* WORK TO COMPLETE: Only one stretch of the data is wanted: the line containing "pub const DQ: char", the line containing "match parse(template, &EvalContext::new(Value::from(data)))", and every line between them, copied exactly.

BEGIN RAW DATA

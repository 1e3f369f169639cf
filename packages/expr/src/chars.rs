/*
 * Character Codes
 *
 * Character classes shared by the template grammar and the key extractor
 */

//! Character constants and classes used throughout the parser

use crate::config::GrammarFeatures;

// Whitespace recognised by the grammar
pub const TAB: char = '\t';
pub const NEWLINE: char = '\n';
pub const SPACE: char = ' ';

// Punctuation
pub const DQ: char = '"';
pub const SQ: char = '\'';
pub const DOLLAR: char = '$';
pub const UNDERSCORE: char = '_';
pub const BACKSLASH: char = '\\';

// Region delimiters
pub const LBRACE: char = '{';
pub const RBRACE: char = '}';

// Digits
pub const ZERO: char = '0';
pub const NINE: char = '9';

// Hangul compatibility jamo through the end of the syllables block
pub const HANGUL_FIRST: char = '\u{3131}';
pub const HANGUL_LAST: char = '\u{D7A3}';

/// Grammar whitespace: tab, newline and space only
pub fn is_whitespace(ch: char) -> bool {
    ch == SPACE || ch == TAB || ch == NEWLINE
}

/// Check if character is a digit
pub fn is_digit(ch: char) -> bool {
    (ZERO..=NINE).contains(&ch)
}

/// Check if character is ASCII letter
pub fn is_ascii_letter(ch: char) -> bool {
    ch.is_ascii_alphabetic()
}

pub fn is_hangul(ch: char) -> bool {
    (HANGUL_FIRST..=HANGUL_LAST).contains(&ch)
}

pub fn is_brace(ch: char) -> bool {
    ch == LBRACE || ch == RBRACE
}

/// Check if character can start an identifier under the given grammar
pub fn is_identifier_start(ch: char, features: GrammarFeatures) -> bool {
    is_ascii_letter(ch)
        || ch == UNDERSCORE
        || (ch == DOLLAR && features.contains(GrammarFeatures::DOLLAR_IDENTIFIERS))
        || (is_hangul(ch) && features.contains(GrammarFeatures::HANGUL_IDENTIFIERS))
}

/// Check if character can be part of an identifier under the given grammar
pub fn is_identifier_part(ch: char, features: GrammarFeatures) -> bool {
    is_identifier_start(ch, features) || is_digit(ch)
}
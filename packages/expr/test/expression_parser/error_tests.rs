/**
 * Error Tests
 *
 * Furthest-failure syntax errors and runtime evaluation errors
 */

#[cfg(test)]
mod tests {
    use natural_expr::config::ParseOptions;
    use natural_expr::parse_util::Expected;
    use natural_expr::{parse, parse_with_options, EvalContext, EvalError, ExprError, SyntaxError, Value};
    use serde_json::json;

    fn syntax_error(template: &str) -> SyntaxError {
        match parse(template, &EvalContext::default()) {
            Err(ExprError::Syntax(err)) => err,
            other => panic!("expected a syntax error for {:?}, got {:?}", template, other),
        }
    }

    fn eval_error(template: &str, data: serde_json::Value) -> EvalError {
        match parse(template, &EvalContext::new(Value::from(data))) {
            Err(ExprError::Eval(err)) => err,
            other => panic!("expected an evaluation error for {:?}, got {:?}", template, other),
        }
    }

    #[test]
    fn reports_missing_right_operand_at_closing_brace() {
        let err = syntax_error("{a + }");
        assert!(err.offset() >= 5);
        assert_eq!(err.found, Some('}'));
        assert_eq!(err.location.start.line, 1);
        assert_eq!(err.location.start.column, 6);
        assert!(err.expected.contains(&Expected::Literal("(")));
        assert!(err.expected.contains(&Expected::Class("[0-9]")));
        assert!(err.message.starts_with("Expected "));
        assert!(err.message.ends_with("but \"}\" found."));
    }

    #[test]
    fn reports_end_of_input_for_unclosed_region() {
        let err = syntax_error("{a");
        assert_eq!(err.found, None);
        assert_eq!(err.offset(), 2);
        assert!(err.expected.contains(&Expected::Literal("}")));
        assert!(err.message.ends_with("but end of input found."));
    }

    #[test]
    fn reports_unmatched_closing_brace() {
        let err = syntax_error("text }");
        assert_eq!(err.offset(), 5);
        assert_eq!(err.found, Some('}'));
    }

    #[test]
    fn tracks_lines_and_columns() {
        let err = syntax_error("line one\n{a +\n}");
        assert_eq!(err.location.start.line, 3);
        assert_eq!(err.location.start.column, 1);
    }

    #[test]
    fn includes_source_name_and_context() {
        let options = ParseOptions::default().with_source_name("card.html");
        let err = match parse_with_options("{a + }", &EvalContext::default(), &options) {
            Err(ExprError::Syntax(err)) => err,
            other => panic!("expected a syntax error, got {:?}", other),
        };
        assert!(err.to_string().ends_with("(card.html@1:6)"));
        assert!(err
            .contextual_message()
            .ends_with("(\"{a + [ERROR ->]}\")"));
    }

    #[test]
    fn memoization_does_not_change_diagnostics() {
        let no_memo = ParseOptions::default().with_memoize(false);
        for template in ["{a + }", "{a", "{f(1, }", "x {list[} y", "{ {k: } }"] {
            let memo = parse(template, &EvalContext::default()).unwrap_err();
            let plain = parse_with_options(template, &EvalContext::default(), &no_memo).unwrap_err();
            assert_eq!(memo, plain, "template: {}", template);
        }
    }

    #[test]
    fn syntax_errors_win_over_evaluation_errors() {
        let err = parse("{missing.x} {", &EvalContext::default()).unwrap_err();
        assert!(err.as_syntax().is_some());
    }

    #[test]
    fn reads_property_of_undefined() {
        let err = eval_error("{x.y.z}", json!({"x": {}}));
        assert_eq!(
            err,
            EvalError::PropertyOfNullish {
                property: "z".to_string(),
                base: "undefined",
            }
        );
    }

    #[test]
    fn unpopulated_reserved_binding_fails_at_evaluation() {
        let err = eval_error("{N.util}", json!({}));
        assert_eq!(err.to_string(), "Cannot read properties of undefined (reading 'util')");
    }

    #[test]
    fn calls_non_function() {
        assert_eq!(
            eval_error("{a.b()}", json!({"a": {"b": 1}})),
            EvalError::NotCallable {
                name: "b".to_string()
            }
        );
        assert_eq!(
            eval_error("{missing()}", json!({})),
            EvalError::NotCallable {
                name: "missing".to_string()
            }
        );
    }

    #[test]
    fn rejects_invalid_arguments() {
        let err = eval_error("{s.repeat(0 - 1)}", json!({"s": "x"}));
        assert!(matches!(err, EvalError::InvalidArgument { .. }));
    }

    #[test]
    fn rejects_oversized_strings_from_data() {
        let data = json!({"s": "ab", "n": 1e300});
        for template in ["{s.repeat(n)}", "{s.padStart(n)}", "{s.padEnd(n, '-')}"] {
            let err = eval_error(template, data.clone());
            assert!(
                err.to_string().ends_with("Invalid string length"),
                "template: {}",
                template
            );
        }
    }
}
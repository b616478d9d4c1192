// src/models/delivery.rs
use chrono::{DateTime, Utc};
use serde::{Deserialize, Serialize};

use super::notification::wire_time;

#[derive(Debug, Serialize, Deserialize, Clone, Copy, PartialEq)]
pub struct Coordinate {
    pub latitude: f64,
    pub longitude: f64,
}

impl Coordinate {
    pub fn new(latitude: f64, longitude: f64) -> Self {
        Self { latitude, longitude }
    }
}

/// One reading from the device position sensor.
#[derive(Debug, Serialize, Deserialize, Clone, Copy, PartialEq)]
pub struct LocationSample {
    pub latitude: f64,
    pub longitude: f64,
    pub accuracy: f64,  // Accuracy in meters
    pub timestamp: DateTime<Utc>,
}

impl LocationSample {
    pub fn coordinate(&self) -> Coordinate {
        Coordinate::new(self.latitude, self.longitude)
    }
}

#[derive(Debug, Serialize, Deserialize, Clone, Copy, PartialEq, Eq, Default)]
#[serde(rename_all = "SCREAMING_SNAKE_CASE")]
pub enum DeliveryPhase {
    Pending,     // Created, no agent yet
    Assigned,    // Agent assigned
    Accepted,    // Agent accepted the job
    PickedUp,    // Food collected from the restaurant
    InTransit,   // On the way to the customer
    Delivered,
    Cancelled,
    Failed,
    #[default]
    #[serde(other)]
    Unknown,
}

impl DeliveryPhase {
    pub fn is_terminal(&self) -> bool {
        matches!(
            self,
            DeliveryPhase::Delivered | DeliveryPhase::Cancelled | DeliveryPhase::Failed
        )
    }

    /// An agent is attached and moving, so its position is worth fetching.
    pub fn is_active(&self) -> bool {
        matches!(
            self,
            DeliveryPhase::Assigned
                | DeliveryPhase::Accepted
                | DeliveryPhase::PickedUp
                | DeliveryPhase::InTransit
                | DeliveryPhase::Unknown
        )
    }
}

/// Body of `POST delivery/{id}/location`.
#[derive(Debug, Serialize, Deserialize, Clone, Copy)]
pub struct LocationUpdateRequest {
    pub latitude: f64,
    pub longitude: f64,
}

/// Delivery position as returned by `GET delivery/{id}/location`.
#[derive(Debug, Serialize, Deserialize, Clone, Default)]
#[serde(rename_all = "camelCase")]
pub struct DeliveryLocation {
    #[serde(default)]
    pub id: Option<i64>,
    #[serde(default)]
    pub order_id: Option<i64>,
    #[serde(default)]
    pub status: Option<DeliveryPhase>,
    #[serde(default)]
    pub agent_latitude: Option<f64>,
    #[serde(default)]
    pub agent_longitude: Option<f64>,
    #[serde(default)]
    pub delivery_latitude: Option<f64>,
    #[serde(default)]
    pub delivery_longitude: Option<f64>,
    #[serde(default)]
    pub estimated_distance_km: Option<f64>,
    #[serde(default)]
    pub estimated_time_minutes: Option<u32>,
    #[serde(default, with = "wire_time::option")]
    pub last_location_update: Option<DateTime<Utc>>,
}

impl DeliveryLocation {
    pub fn agent_position(&self) -> Option<Coordinate> {
        match (self.agent_latitude, self.agent_longitude) {
            (Some(lat), Some(lng)) => Some(Coordinate::new(lat, lng)),
            _ => None,
        }
    }

    pub fn destination(&self) -> Option<Coordinate> {
        match (self.delivery_latitude, self.delivery_longitude) {
            (Some(lat), Some(lng)) => Some(Coordinate::new(lat, lng)),
            _ => None,
        }
    }
}

/// `{success, data, message, timestamp}` wrapper used by the delivery service.
#[derive(Debug, Serialize, Deserialize, Clone)]
pub struct ApiEnvelope<T> {
    #[serde(default)]
    pub success: bool,
    pub data: Option<T>,
    #[serde(default)]
    pub message: Option<String>,
}

#[derive(Debug, Serialize, Deserialize, Clone, Copy, PartialEq, Eq)]
#[serde(rename_all = "snake_case")]
pub enum EstimateSource {
    Backend,
    Computed,
}

#[derive(Debug, Serialize, Deserialize, Clone, Copy, PartialEq)]
pub struct DistanceEstimate {
    pub kilometers: f64,
    pub source: EstimateSource,
}

#[derive(Debug, Serialize, Deserialize, Clone, Copy, PartialEq, Eq)]
pub struct EtaEstimate {
    pub minutes: u32,
    pub source: EstimateSource,
}

/// Result of one successful position poll.
#[derive(Debug, Serialize, Deserialize, Clone, PartialEq)]
pub struct TrackingUpdate {
    pub delivery_id: i64,
    pub agent: Coordinate,
    pub phase: DeliveryPhase,
    pub distance: Option<DistanceEstimate>,
    pub eta: Option<EtaEstimate>,
    pub fetched_at: DateTime<Utc>,
}
// src/config.rs
use std::{env, fmt::Display, str::FromStr, time::Duration};

use tracing::{debug, warn};

use crate::errors::{SparrowError, SparrowResult};

#[derive(Debug, Clone)]
pub struct ClientConfig {
    /// STOMP-over-WebSocket endpoint of the notification service
    pub push_url: String,
    /// Base of the notification REST API (`.../api/notifications`)
    pub notifications_url: String,
    /// Base of the delivery REST API (`.../api/deliveries`)
    pub delivery_url: String,
    pub reconnect_delay: Duration,
    pub max_reconnect_attempts: u32,
    pub poll_interval: Duration,
    pub location_timeout: Duration,
    pub store_capacity: usize,
    pub page_size: u32,
    pub avg_speed_kmh: f64,
    pub request_timeout: Duration,
}

impl Default for ClientConfig {
    fn default() -> Self {
        Self {
            push_url: "ws://localhost:8086/ws/notifications/websocket".to_string(),
            notifications_url: "http://localhost:8086/api/notifications".to_string(),
            delivery_url: "http://localhost:8080/api/deliveries".to_string(),
            reconnect_delay: Duration::from_millis(3_000),
            max_reconnect_attempts: 5,
            poll_interval: Duration::from_secs(15),
            location_timeout: Duration::from_secs(10),
            store_capacity: 100,
            page_size: 20,
            avg_speed_kmh: 30.0,
            request_timeout: Duration::from_secs(30),
        }
    }
}

impl ClientConfig {
    /// Load from `SPARROW_*` environment variables, falling back to defaults.
    pub fn from_env() -> SparrowResult<Self> {
        Self::from_lookup(|key| env::var(key).ok())
    }

    /// Same as [`ClientConfig::from_env`] with a custom variable source.
    pub fn from_lookup<F>(lookup: F) -> SparrowResult<Self>
    where
        F: Fn(&str) -> Option<String>,
    {
        let defaults = Self::default();

        let config = Self {
            push_url: lookup("SPARROW_PUSH_URL").unwrap_or(defaults.push_url),
            notifications_url: lookup("SPARROW_NOTIFICATIONS_URL")
                .unwrap_or(defaults.notifications_url),
            delivery_url: lookup("SPARROW_DELIVERY_URL").unwrap_or(defaults.delivery_url),
            reconnect_delay: Duration::from_millis(try_load(
                &lookup,
                "SPARROW_RECONNECT_DELAY_MS",
                defaults.reconnect_delay.as_millis() as u64,
            )?),
            max_reconnect_attempts: try_load(
                &lookup,
                "SPARROW_MAX_RECONNECT_ATTEMPTS",
                defaults.max_reconnect_attempts,
            )?,
            poll_interval: Duration::from_secs(try_load(
                &lookup,
                "SPARROW_POLL_INTERVAL_SECS",
                defaults.poll_interval.as_secs(),
            )?),
            location_timeout: Duration::from_secs(try_load(
                &lookup,
                "SPARROW_LOCATION_TIMEOUT_SECS",
                defaults.location_timeout.as_secs(),
            )?),
            store_capacity: try_load(&lookup, "SPARROW_STORE_CAPACITY", defaults.store_capacity)?,
            page_size: try_load(&lookup, "SPARROW_PAGE_SIZE", defaults.page_size)?,
            avg_speed_kmh: try_load(&lookup, "SPARROW_AVG_SPEED_KMH", defaults.avg_speed_kmh)?,
            request_timeout: defaults.request_timeout,
        };

        config.validate()?;
        Ok(config)
    }

    pub fn validate(&self) -> SparrowResult<()> {
        if !(self.push_url.starts_with("ws://") || self.push_url.starts_with("wss://")) {
            return Err(SparrowError::invalid_field(
                "push_url",
                &self.push_url,
                "must be a ws:// or wss:// URL",
            ));
        }
        for (field, url) in [
            ("notifications_url", &self.notifications_url),
            ("delivery_url", &self.delivery_url),
        ] {
            if !(url.starts_with("http://") || url.starts_with("https://")) {
                return Err(SparrowError::invalid_field(field, url, "must be an http(s) URL"));
            }
        }
        if self.max_reconnect_attempts == 0 {
            return Err(SparrowError::invalid_field(
                "max_reconnect_attempts",
                self.max_reconnect_attempts,
                "must allow at least one attempt",
            ));
        }
        if self.poll_interval.is_zero() {
            return Err(SparrowError::invalid_field("poll_interval", 0, "must be positive"));
        }
        if self.location_timeout.is_zero() {
            return Err(SparrowError::invalid_field("location_timeout", 0, "must be positive"));
        }
        if self.store_capacity == 0 {
            return Err(SparrowError::invalid_field("store_capacity", 0, "must be positive"));
        }
        if !(self.avg_speed_kmh.is_finite() && self.avg_speed_kmh > 0.0) {
            return Err(SparrowError::invalid_field(
                "avg_speed_kmh",
                self.avg_speed_kmh,
                "must be a positive speed",
            ));
        }
        Ok(())
    }
}

fn try_load<T, F>(lookup: &F, key: &str, default: T) -> SparrowResult<T>
where
    T: FromStr + Display,
    T::Err: Display,
    F: Fn(&str) -> Option<String>,
{
    match lookup(key) {
        Some(raw) => raw.trim().parse().map_err(|e: T::Err| {
            warn!("Invalid {key} value: {e}");
            SparrowError::invalid_field(key, raw.trim(), e.to_string())
        }),
        None => {
            debug!("{key} not set, using default: {default}");
            Ok(default)
        }
    }
}
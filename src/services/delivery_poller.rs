// src/services/delivery_poller.rs
use std::sync::Arc;
use std::time::Duration;

use chrono::Utc;
use parking_lot::Mutex;
use tokio::task::JoinHandle;
use tokio::time::MissedTickBehavior;
use tracing;

use crate::{
    models::delivery::{
        Coordinate, DeliveryLocation, DeliveryPhase, DistanceEstimate, EstimateSource, EtaEstimate,
        TrackingUpdate,
    },
    services::backend::DeliveryApi,
    utils::geo,
};

pub type UpdateCallback = Arc<dyn Fn(&TrackingUpdate) + Send + Sync>;

#[derive(Debug, Clone, Copy, PartialEq)]
pub struct PollSettings {
    pub interval: Duration,
    pub avg_speed_kmh: f64,
}

impl Default for PollSettings {
    fn default() -> Self {
        Self {
            interval: Duration::from_secs(15),
            avg_speed_kmh: geo::DEFAULT_AVG_SPEED_KMH,
        }
    }
}

struct PollState {
    phase: DeliveryPhase,
    destination: Option<Coordinate>,
    latest: Option<TrackingUpdate>,
}

/// Periodically fetches the courier position for one delivery while it is in
/// an active phase. The first poll fires immediately; once the delivery
/// reaches a terminal phase the loop ends on its own.
pub struct DeliveryPositionPoller {
    delivery_id: i64,
    state: Arc<Mutex<PollState>>,
    task: Mutex<Option<JoinHandle<()>>>,
}

impl DeliveryPositionPoller {
    pub fn start<F>(
        api: Arc<dyn DeliveryApi>,
        delivery_id: i64,
        phase: DeliveryPhase,
        destination: Option<Coordinate>,
        settings: PollSettings,
        on_update: F,
    ) -> Self
    where
        F: Fn(&TrackingUpdate) + Send + Sync + 'static,
    {
        let state = Arc::new(Mutex::new(PollState {
            phase,
            destination,
            latest: None,
        }));

        let task = if phase.is_terminal() {
            tracing::debug!("Delivery {} already {:?}, not polling", delivery_id, phase);
            None
        } else {
            tracing::info!(
                "Polling delivery {} every {:?}",
                delivery_id,
                settings.interval
            );
            Some(tokio::spawn(poll_loop(
                api,
                delivery_id,
                state.clone(),
                settings,
                Arc::new(on_update),
            )))
        };

        Self {
            delivery_id,
            state,
            task: Mutex::new(task),
        }
    }

    pub fn delivery_id(&self) -> i64 {
        self.delivery_id
    }

    pub fn phase(&self) -> DeliveryPhase {
        self.state.lock().phase
    }

    /// Feed a phase change learned elsewhere (e.g. a delivery-update push).
    /// A terminal phase stops polling immediately.
    pub fn set_phase(&self, phase: DeliveryPhase) {
        self.state.lock().phase = phase;
        if phase.is_terminal() {
            self.stop();
        }
    }

    pub fn set_destination(&self, destination: Coordinate) {
        self.state.lock().destination = Some(destination);
    }

    pub fn latest(&self) -> Option<TrackingUpdate> {
        self.state.lock().latest.clone()
    }

    pub fn is_running(&self) -> bool {
        self.task
            .lock()
            .as_ref()
            .is_some_and(|task| !task.is_finished())
    }

    pub fn stop(&self) {
        if let Some(task) = self.task.lock().take() {
            task.abort();
            tracing::info!("Stopped polling delivery {}", self.delivery_id);
        }
    }
}

impl Drop for DeliveryPositionPoller {
    fn drop(&mut self) {
        if let Some(task) = self.task.get_mut().take() {
            task.abort();
        }
    }
}

async fn poll_loop(
    api: Arc<dyn DeliveryApi>,
    delivery_id: i64,
    state: Arc<Mutex<PollState>>,
    settings: PollSettings,
    on_update: UpdateCallback,
) {
    let mut ticker = tokio::time::interval(settings.interval);
    ticker.set_missed_tick_behavior(MissedTickBehavior::Delay);

    loop {
        ticker.tick().await;

        let phase = state.lock().phase;
        if phase.is_terminal() {
            break;
        }
        if !phase.is_active() {
            tracing::debug!("Delivery {} is {:?}, skipping poll", delivery_id, phase);
            continue;
        }

        let location = match api.fetch_location(delivery_id).await {
            Ok(location) => location,
            Err(e) if e.is_transient() => {
                tracing::warn!(
                    "Poll for delivery {} failed, retrying in {:?}: {}",
                    delivery_id,
                    settings.interval,
                    e
                );
                continue;
            }
            Err(e) => {
                tracing::error!(
                    "Poll for delivery {} rejected, retrying in {:?}: {}",
                    delivery_id,
                    settings.interval,
                    e
                );
                continue;
            }
        };

        let update = {
            let mut state = state.lock();
            if let Some(status) = location.status {
                if !state.phase.is_terminal() {
                    state.phase = status;
                }
            }
            let update = build_update(
                delivery_id,
                &location,
                state.phase,
                state.destination,
                settings.avg_speed_kmh,
            );
            if let Some(update) = &update {
                state.latest = Some(update.clone());
            }
            update
        };

        match update {
            Some(update) => {
                tracing::debug!(
                    "Delivery {} at {}, {}",
                    delivery_id,
                    update
                        .distance
                        .map(|d| geo::format_distance(d.kilometers))
                        .unwrap_or_else(|| "unknown distance".to_string()),
                    update
                        .eta
                        .map(|e| geo::format_eta(e.minutes))
                        .unwrap_or_else(|| "unknown ETA".to_string())
                );
                on_update(&update);
            }
            None => tracing::debug!("No courier position yet for delivery {}", delivery_id),
        }

        if state.lock().phase.is_terminal() {
            tracing::info!("Delivery {} finished, polling stopped", delivery_id);
            break;
        }
    }
}

/// Combine a poll result with what we already know. Backend estimates win;
/// missing ones are computed from the courier and destination positions.
pub fn build_update(
    delivery_id: i64,
    location: &DeliveryLocation,
    phase: DeliveryPhase,
    known_destination: Option<Coordinate>,
    avg_speed_kmh: f64,
) -> Option<TrackingUpdate> {
    let agent = location.agent_position()?;
    let destination = location.destination().or(known_destination);

    let distance = location
        .estimated_distance_km
        .filter(|d| d.is_finite() && *d >= 0.0)
        .map(|kilometers| DistanceEstimate {
            kilometers,
            source: EstimateSource::Backend,
        })
        .or_else(|| {
            destination.map(|dest| DistanceEstimate {
                kilometers: geo::distance_between(agent, dest),
                source: EstimateSource::Computed,
            })
        });

    let remaining = distance.is_some_and(|d| d.kilometers > 0.0);
    let eta = location
        .estimated_time_minutes
        .map(|minutes| EtaEstimate {
            // any distance left takes at least a minute
            minutes: if remaining { minutes.max(1) } else { minutes },
            source: EstimateSource::Backend,
        })
        .or_else(|| {
            distance.map(|d| EtaEstimate {
                minutes: geo::eta_minutes(d.kilometers, avg_speed_kmh),
                source: EstimateSource::Computed,
            })
        });

    Some(TrackingUpdate {
        delivery_id,
        agent,
        phase,
        distance,
        eta,
        fetched_at: Utc::now(),
    })
}

#[cfg(test)]
mod tests {
    use super::*;

    fn location(agent: Option<(f64, f64)>) -> DeliveryLocation {
        DeliveryLocation {
            agent_latitude: agent.map(|a| a.0),
            agent_longitude: agent.map(|a| a.1),
            ..DeliveryLocation::default()
        }
    }

    #[test]
    fn test_backend_estimates_are_preferred() {
        let mut loc = location(Some((28.6139, 77.2090)));
        loc.estimated_distance_km = Some(3.5);
        loc.estimated_time_minutes = Some(12);

        let update = build_update(1, &loc, DeliveryPhase::InTransit, None, 30.0).unwrap();
        assert_eq!(update.distance.unwrap().kilometers, 3.5);
        assert_eq!(update.distance.unwrap().source, EstimateSource::Backend);
        assert_eq!(update.eta.unwrap().minutes, 12);
        assert_eq!(update.eta.unwrap().source, EstimateSource::Backend);
    }

    #[test]
    fn test_backend_zero_eta_with_distance_left_is_one_minute() {
        let mut loc = location(Some((28.6139, 77.2090)));
        loc.estimated_distance_km = Some(2.5);
        loc.estimated_time_minutes = Some(0);

        let update = build_update(1, &loc, DeliveryPhase::InTransit, None, 30.0).unwrap();
        assert_eq!(update.distance.unwrap().kilometers, 2.5);
        assert_eq!(update.eta.unwrap().minutes, 1);
        assert_eq!(update.eta.unwrap().source, EstimateSource::Backend);

        // arrived: a zero backend ETA stays zero
        loc.estimated_distance_km = Some(0.0);
        let update = build_update(1, &loc, DeliveryPhase::InTransit, None, 30.0).unwrap();
        assert_eq!(update.eta.unwrap().minutes, 0);
    }

    #[test]
    fn test_estimates_computed_from_known_destination() {
        let loc = location(Some((28.6139, 77.2090)));
        let destination = Coordinate::new(28.7041, 77.1025);

        let update = build_update(1, &loc, DeliveryPhase::PickedUp, Some(destination), 30.0).unwrap();
        let distance = update.distance.unwrap();
        assert_eq!(distance.kilometers, 14.44);
        assert_eq!(distance.source, EstimateSource::Computed);
        assert_eq!(update.eta.unwrap().minutes, 29);
    }

    #[test]
    fn test_no_position_no_update() {
        assert!(build_update(1, &location(None), DeliveryPhase::Assigned, None, 30.0).is_none());

        let update = build_update(1, &location(Some((1.0, 1.0))), DeliveryPhase::Assigned, None, 30.0).unwrap();
        assert!(update.distance.is_none());
        assert!(update.eta.is_none());
    }
}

END RAW DATA

* RESPONSE TO THE EXERCISE:
pub const DQ: char = '"';
pub const SQ: char = '\'';
pub const DOLLAR: char = '$';
pub const UNDERSCORE: char = '_';
pub const BACKSLASH: char = '\\';

// Region delimiters
pub const LBRACE: char = '{';
pub const RBRACE: char = '}';

// Digits
pub const ZERO: char = '0';
pub const NINE: char = '9';

// Hangul compatibility jamo through the end of the syllables block
pub const HANGUL_FIRST: char = '\u{3131}';
pub const HANGUL_LAST: char = '\u{D7A3}';

/// Grammar whitespace: tab, newline and space only
pub fn is_whitespace(ch: char) -> bool {
    ch == SPACE || ch == TAB || ch == NEWLINE
}

/// Check if character is a digit
pub fn is_digit(ch: char) -> bool {
    (ZERO..=NINE).contains(&ch)
}

/// Check if character is ASCII letter
pub fn is_ascii_letter(ch: char) -> bool {
    ch.is_ascii_alphabetic()
}

pub fn is_hangul(ch: char) -> bool {
    (HANGUL_FIRST..=HANGUL_LAST).contains(&ch)
}

pub fn is_brace(ch: char) -> bool {
    ch == LBRACE || ch == RBRACE
}

/// Check if character can start an identifier under the given grammar
pub fn is_identifier_start(ch: char, features: GrammarFeatures) -> bool {
    is_ascii_letter(ch)
        || ch == UNDERSCORE
        || (ch == DOLLAR && features.contains(GrammarFeatures::DOLLAR_IDENTIFIERS))
        || (is_hangul(ch) && features.contains(GrammarFeatures::HANGUL_IDENTIFIERS))
}

/// Check if character can be part of an identifier under the given grammar
pub fn is_identifier_part(ch: char, features: GrammarFeatures) -> bool {
    is_identifier_start(ch, features) || is_digit(ch)
}
filename packages/expr/test/expression_parser/error_tests.rs
/**
 * Error Tests
 *
 * Furthest-failure syntax errors and runtime evaluation errors
 */

#[cfg(test)]
mod tests {
    use natural_expr::config::ParseOptions;
    use natural_expr::parse_util::Expected;
    use natural_expr::{parse, parse_with_options, EvalContext, EvalError, ExprError, SyntaxError, Value};
    use serde_json::json;

    fn syntax_error(template: &str) -> SyntaxError {
        match parse(template, &EvalContext::default()) {
            Err(ExprError::Syntax(err)) => err,
            other => panic!("expected a syntax error for {:?}, got {:?}", template, other),
        }
    }

    fn eval_error(template: &str, data: serde_json::Value) -> EvalError {
        match parse(template, &EvalContext::new(Value::from(data))) {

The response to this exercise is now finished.